Pedro Javier Siquier Homar

Objectives: 1. To progress an incorporated computer software demonstration for dedicated nutritional support, integrated in the electronic clinical record, which detects automatically and early those undernourished patients or at risk of emerging undernourishment, defining points of opportunity for enhancement and appraisal of the results.

2. To describe the characteristics of a new computer program for assisted electronic prescription of parenteral and enteral nutrition. To define the different prescription assistances involved in the nutritional support process, with the aim to standardize nutritional support and include it in protocols.

3. To define any passes lead with the electronic clinical record of the Hospital Comarcal de Inca.

Methods: The standard standards published by the Nutrition Work Group of the Spanish Society of Hospital Pharmacy (SEFH) and therefore the recommendations by the Pharmacy Group of the Spanish Society of Parenteral and Enteral Nutrition (SENPE) are taken under consideration . According to these quality standards, the nutritional support has got to include the subsequent healthcare stages or sub-processes: Nutritional screening, nutritional assessment and plan for nutritional care, prescription, preparation and administration.

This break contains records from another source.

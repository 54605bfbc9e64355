//! Export functionality for scraped flight records.

mod csv;

pub use self::csv::{output_path, write_records_csv};
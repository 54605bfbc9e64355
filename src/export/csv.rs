//! CSV export functionality.
//!
//! One file per (origin, destination, date): a header row followed by one row
//! per unique record.

use anyhow::{Context, Result};
use chrono::NaiveDate;
use csv::WriterBuilder;
use std::path::{Path, PathBuf};

use crate::extract::FlightRecord;

/// Path of the CSV file for one route and date.
///
/// `data/flights_data_ORD_ATH_2024-06-10.csv` for the default output directory.
pub fn output_path(dir: &Path, origin: &str, destination: &str, date: NaiveDate) -> PathBuf {
    dir.join(format!(
        "flights_data_{}_{}_{}.csv",
        origin,
        destination,
        date.format("%Y-%m-%d")
    ))
}

/// Writes records to `path`, replacing any existing file.
///
/// The header row is always written, so an empty result still produces a
/// valid CSV with no data rows. Missing parent directories are created.
///
/// # Returns
///
/// Returns the number of data rows written.
pub fn write_records_csv(path: &Path, records: &[FlightRecord]) -> Result<usize> {
    if let Some(parent) = path.parent().filter(|p| !p.as_os_str().is_empty()) {
        std::fs::create_dir_all(parent).context(format!(
            "Failed to create output directory: {}",
            parent.display()
        ))?;
    }

    let file = std::fs::File::create(path)
        .context(format!("Failed to create output file: {}", path.display()))?;
    let mut writer = WriterBuilder::new().has_headers(false).from_writer(file);

    writer.write_record(FlightRecord::FIELD_NAMES)?;
    for record in records {
        writer.serialize(record)?;
    }
    writer
        .flush()
        .context(format!("Failed to flush output file: {}", path.display()))?;

    Ok(records.len())
}
//! Main application modules.
//!
//! This module provides the date window, progress logging, and statistics
//! printing used by the run loop.

pub mod dates;
pub mod logging;
pub mod statistics;

// Re-export public API
pub use dates::date_window;
pub use logging::log_progress;
pub use statistics::{print_error_statistics, print_simple_summary};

For the development of the computer software, the characteristics which all new technologies applied to medication use should include were taken into account, according to the recommendations by the Group for Assessment of New Technologies (TECNO Group) of the Spanish Society of Hospital Pharmacy (SEFH), as well as clinical practice standards published by the Work Group on Nutrition by the SEFH. According with said quality standards, the healthcare stages or processes that must be covered by the nutritional support system are: nutritional screening, nutritional assessment, nutritional care plan, prescription, preparation, administration, monitoring, and end of treatment. The characteristics of each sub-process are described below, together with the different prescription assistances implemented.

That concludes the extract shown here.